***** RECORDS *****

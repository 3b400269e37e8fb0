//! Bulk send pacing and cancellation.

use std::{
    sync::{
        atomic::{AtomicBool, Ordering},
        Arc,
    },
    time::Duration,
};

/// A source of delays between bulk send iterations.
pub trait Pacer {
    /// Blocks the caller for the given duration.
    fn pause(&mut self, duration: Duration);
}

impl<T: ?Sized + Pacer> Pacer for &mut T {
    fn pause(&mut self, duration: Duration) {
        T::pause(self, duration);
    }
}

/// Sleeps the current thread.
#[derive(Debug, Default, Clone, Copy)]
pub struct ThreadPacer;

impl Pacer for ThreadPacer {
    fn pause(&mut self, duration: Duration) {
        if !duration.is_zero() {
            std::thread::sleep(duration);
        }
    }
}

/// A cooperative cancellation flag checked at each bulk send iteration.
///
/// Clones share the same flag, so it can be raised from another thread.
#[derive(Debug, Default, Clone)]
pub struct CancelToken(Arc<AtomicBool>);

impl CancelToken {
    pub fn cancel(&self) {
        self.0.store(true, Ordering::SeqCst);
    }

    pub fn is_cancelled(&self) -> bool {
        self.0.load(Ordering::SeqCst)
    }

    pub(crate) fn reset(&self) {
        self.0.store(false, Ordering::SeqCst);
    }
}

#[cfg(test)]
mod tests {
    use std::time::Instant;

    use super::*;

    #[test]
    fn test_thread_pacer_sleeps() {
        let started = Instant::now();
        ThreadPacer.pause(Duration::from_millis(20));
        assert!(started.elapsed() >= Duration::from_millis(20));
    }

    #[test]
    fn test_cancel_token_is_shared() {
        let token = CancelToken::default();
        let remote = token.clone();
        assert!(!token.is_cancelled());

        std::thread::spawn(move || remote.cancel()).join().unwrap();
        assert!(token.is_cancelled());

        token.reset();
        assert!(!token.is_cancelled());
    }
}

*****

WHAT YOU WILL DO :: Every record above must be printed again exactly.

ANSWER SPACE ::
repository 3b400269e37e8fb0
//! Bulk send pacing and cancellation.

use std::{
    sync::{
        atomic::{AtomicBool, Ordering},
        Arc,
    },
    time::Duration,
};

/// A source of delays between bulk send iterations.
pub trait Pacer {
    /// Blocks the caller for the given duration.
    fn pause(&mut self, duration: Duration);
}

impl<T: ?Sized + Pacer> Pacer for &mut T {
    fn pause(&mut self, duration: Duration) {
        T::pause(self, duration);
    }
}

/// Sleeps the current thread.
#[derive(Debug, Default, Clone, Copy)]
pub struct ThreadPacer;

impl Pacer for ThreadPacer {
    fn pause(&mut self, duration: Duration) {
        if !duration.is_zero() {
            std::thread::sleep(duration);
        }
    }
}

/// A cooperative cancellation flag checked at each bulk send iteration.
///
/// Clones share the same flag, so it can be raised from another thread.
#[derive(Debug, Default, Clone)]
pub struct CancelToken(Arc<AtomicBool>);

impl CancelToken {
    pub fn cancel(&self) {
        self.0.store(true, Ordering::SeqCst);
    }

    pub fn is_cancelled(&self) -> bool {
        self.0.load(Ordering::SeqCst)
    }

    pub(crate) fn reset(&self) {
        self.0.store(false, Ordering::SeqCst);
    }
}

#[cfg(test)]
mod tests {
    use std::time::Instant;

    use super::*;

    #[test]
    fn test_thread_pacer_sleeps() {
        let started = Instant::now();
        ThreadPacer.pause(Duration::from_millis(20));
        assert!(started.elapsed() >= Duration::from_millis(20));
    }

    #[test]
    fn test_cancel_token_is_shared() {
        let token = CancelToken::default();
        let remote = token.clone();
        assert!(!token.is_cancelled());

        std::thread::spawn(move || remote.cancel()).join().unwrap();
        assert!(token.is_cancelled());

        token.reset();
        assert!(!token.is_cancelled());
    }
}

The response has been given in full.